3.3.3 对免疫效应相关基因PPAF、PXN、GST、GPx和SOD的表达影响

酚氧化酶原激活酶(PPAF)为一类催化酚氧化酶酶原成为酚氧化酶的酶类，是酚氧化酶原系统中的重要组成成员，可通过级联反应最终激活酚氧化酶系统[31]。研究表明，在嗜水气单胞菌免疫刺激后，血细胞中PPAF基因会立刻启动转录相应mRNA，合成蛋白行使功能[25]。本试验中，对照组PPAF基因在3 h上调表达，随后下调表达，趋于0 h水平；而试验组PPAF基因则在受菌免疫刺激后，处于持续下调表达，在12 h达最小值；且与对照组相比，试验组中PPAF基因的相对表达水平显著降低(P<0.05)。结合鳃组织切片结果分析，在菌免疫刺激后，鳃腔中血细胞数量有先降后升的趋势，12 h时鳃腔中血细胞数量最少，且由于PPAF基因在肝胰腺组织表达最高，在血细胞中表达相对较少[25]，由此推测，嗜水气单胞菌免疫刺激后，中华绒螯蟹血细胞数量的减少和PPAF主要在肝胰腺中表达的特点可能是导致该基因持续下调表达的原因。

细胞黏附蛋白(PXN)是甲壳动物中最早鉴定出的细胞黏附分子[32]，和人的髓过氧化物酶具有类似的结构，是一类具有细胞黏附特性和过氧化物酶活性的免疫分子，能与整合素结合，并与胞外的超氧化物歧化酶协同作用发挥免疫效应，同时也与酚氧化酶原系统的激活有关，参与多种病原体的清除过程[33]。本试验中检测到PXN基因在菌免疫刺激后表达量降低，且在12 h有最低值，原因可能与PPAF表达量持续降低类似。

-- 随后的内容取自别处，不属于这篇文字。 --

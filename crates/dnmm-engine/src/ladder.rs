//! Quote ladder builder.
//!
//! Transforms a depth snapshot into the target set of resting quotes:
//! each raw bid is skewed down by the margin, each raw ask skewed up,
//! and the result keyed by rounded price. Pure function; rebuilt fresh
//! every cycle with no carry-over.

use dnmm_core::{DepthSnapshot, Price, Size};
use rust_decimal::Decimal;
use std::collections::BTreeMap;

/// Target quotes for one side, keyed by adjusted price.
///
/// Keys are unique per cycle. Two raw levels rounding to the same
/// adjusted price collide last-write-wins; the later level overwrites
/// the earlier. Policy choice, not an error.
pub type Ladder = BTreeMap<Price, Size>;

/// Build both ladders from a snapshot.
///
/// Bid key = round(p × (1 − margin), dp); ask key = round(p × (1 + margin), dp).
/// Levels with non-positive size never reach the ladder, so reconciliation
/// cannot submit them.
pub fn build_ladders(snapshot: &DepthSnapshot, margin: Decimal, price_dp: u32) -> (Ladder, Ladder) {
    let bid_factor = Decimal::ONE - margin;
    let ask_factor = Decimal::ONE + margin;

    let mut bids = Ladder::new();
    for level in &snapshot.bids {
        if !level.size.is_positive() {
            continue;
        }
        let key = (level.price * bid_factor).round_dp(price_dp);
        bids.insert(key, level.size);
    }

    let mut asks = Ladder::new();
    for level in &snapshot.asks {
        if !level.size.is_positive() {
            continue;
        }
        let key = (level.price * ask_factor).round_dp(price_dp);
        asks.insert(key, level.size);
    }

    (bids, asks)
}

#[cfg(test)]
mod tests {
    use super::*;
    use dnmm_core::RawDepthFrame;
    use rust_decimal_macros::dec;

    fn snapshot(bids: &[(&str, &str)], asks: &[(&str, &str)]) -> DepthSnapshot {
        let frame = RawDepthFrame {
            bids: bids
                .iter()
                .map(|(p, s)| [p.to_string(), s.to_string()])
                .collect(),
            asks: asks
                .iter()
                .map(|(p, s)| [p.to_string(), s.to_string()])
                .collect(),
        };
        DepthSnapshot::from_raw(&frame, 5).unwrap()
    }

    #[test]
    fn test_bid_skewed_below_raw_price() {
        // 10.00 * (1 - 0.005) = 9.95
        let snap = snapshot(&[("10.00", "100")], &[]);
        let (bids, asks) = build_ladders(&snap, dec!(0.005), 2);

        assert!(asks.is_empty());
        assert_eq!(bids.len(), 1);
        assert_eq!(bids[&Price::new(dec!(9.95))], Size::new(dec!(100)));
    }

    #[test]
    fn test_ask_skewed_above_raw_price() {
        // 10.00 * (1 + 0.005) = 10.05
        let snap = snapshot(&[], &[("10.00", "100")]);
        let (bids, asks) = build_ladders(&snap, dec!(0.005), 2);

        assert!(bids.is_empty());
        assert_eq!(asks[&Price::new(dec!(10.05))], Size::new(dec!(100)));
    }

    #[test]
    fn test_margin_moves_quotes_away_from_book() {
        let snap = snapshot(
            &[("10.00", "1"), ("9.99", "2"), ("9.98", "3")],
            &[("10.01", "1"), ("10.02", "2"), ("10.03", "3")],
        );
        let (bids, asks) = build_ladders(&snap, dec!(0.01), 2);

        let worst_raw_bid = dec!(9.98);
        for price in bids.keys() {
            assert!(price.inner() < worst_raw_bid);
        }
        let worst_raw_ask = dec!(10.03);
        for price in asks.keys() {
            assert!(price.inner() > worst_raw_ask);
        }
    }

    #[test]
    fn test_idempotent_pure_function() {
        let snap = snapshot(&[("25.40", "10"), ("25.38", "20")], &[("25.44", "15")]);
        let first = build_ladders(&snap, dec!(0.005), 2);
        let second = build_ladders(&snap, dec!(0.005), 2);
        assert_eq!(first, second);
    }

    #[test]
    fn test_collision_last_write_wins() {
        // 10.001 and 10.004 both round to key 9.95 at margin 0.005:
        // 10.001 * 0.995 = 9.950995 -> 9.95
        // 10.004 * 0.995 = 9.95398  -> 9.95
        let snap = snapshot(&[("10.001", "100"), ("10.004", "200")], &[]);
        let (bids, _) = build_ladders(&snap, dec!(0.005), 2);

        assert_eq!(bids.len(), 1);
        assert_eq!(bids[&Price::new(dec!(9.95))], Size::new(dec!(200)));
    }

    #[test]
    fn test_non_positive_sizes_dropped() {
        let snap = snapshot(&[("10.00", "0"), ("9.99", "-5"), ("9.98", "7")], &[]);
        let (bids, _) = build_ladders(&snap, dec!(0.005), 2);

        assert_eq!(bids.len(), 1);
        assert_eq!(bids[&Price::new(dec!(9.93))], Size::new(dec!(7)));
    }

    #[test]
    fn test_zero_margin_rounds_only() {
        let snap = snapshot(&[("10.004", "1")], &[("10.006", "1")]);
        let (bids, asks) = build_ladders(&snap, dec!(0), 2);

        assert!(bids.contains_key(&Price::new(dec!(10.00))));
        assert!(asks.contains_key(&Price::new(dec!(10.01))));
    }

    #[test]
    fn test_empty_snapshot_yields_empty_ladders() {
        let snap = snapshot(&[], &[]);
        let (bids, asks) = build_ladders(&snap, dec!(0.005), 2);
        assert!(bids.is_empty());
        assert!(asks.is_empty());
    }
}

谷胱甘肽硫转移酶(GST)、谷胱甘肽过氧化物酶(GPx)和超氧化物歧化酶(SOD)基因均为中华绒螯蟹抗氧化系统中的主要抗氧化酶类基因[34-36]。在甲壳动物血细胞吞噬作用过程中，会导致活性氧的产生，这些活性氧能有效杀死外源入侵者，但过多积累也会导致自身细胞的严重损伤。而谷胱甘肽硫转移酶通过与还原型谷胱甘肽的巯基(-SH)结合，催化氧化应激产生的各种毒性代谢物等，使这些亲电性的疏水化合物变成亲水性的物质，可减少其毒性，进而保护细胞免受过量活性氧的损伤[34]。谷胱甘肽过氧化物酶可以消除机体内的过氧化氢及脂质过氧化物，阻断活性氧自由基对机体的进一步损伤，是生物体内重要的活性氧自由基清除剂。它与体内的超氧化物歧化酶和过氧化氢酶一起构成了机体的抗氧化防御体系。超氧化物歧化酶是一种能够催化超氧化物通过歧化反应转化为氧气和过氧化氢的酶，广泛存在于各类动物、植物和微生物中，是一种重要的抗氧化剂[36]。目前，β型GST、不含硒型GPx和锰型SOD基因均在中华绒螯蟹中得到克隆，且被证实在应对菌免疫刺激均有免疫应答反应[25,34,37-38]。本试验中，嗜水气单胞菌免疫刺激后，GST、GPx和SOD基因在不同时段有一定的上调或下调表达，说明对菌免疫刺激均有应答。其中GST、GPx基因表达量在12 h均呈下调；而SOD基因表达量在3 h上调，在6 h显著下调(P<0.05)。推测各基因之间可能存在一定的应答次序。

上述结果表明，在嗜水气单胞菌免疫刺激下，中华绒螯蟹血淋巴组织中各免疫相关基因均有一定的应答反应，且各基因之间可能存在一定的应答次序或级联关系。

综上，嗜水气单胞菌免疫刺激对中华绒螯蟹有明显的毒性作用，可对其鳃、肝胰腺组织正常结构造成一定程度的破坏作用，也会显著影响其血淋巴组织中各免疫相关基因的表达；同时在一定程度上，机体对病原菌也有一定的免疫调节能力及自我修复能力。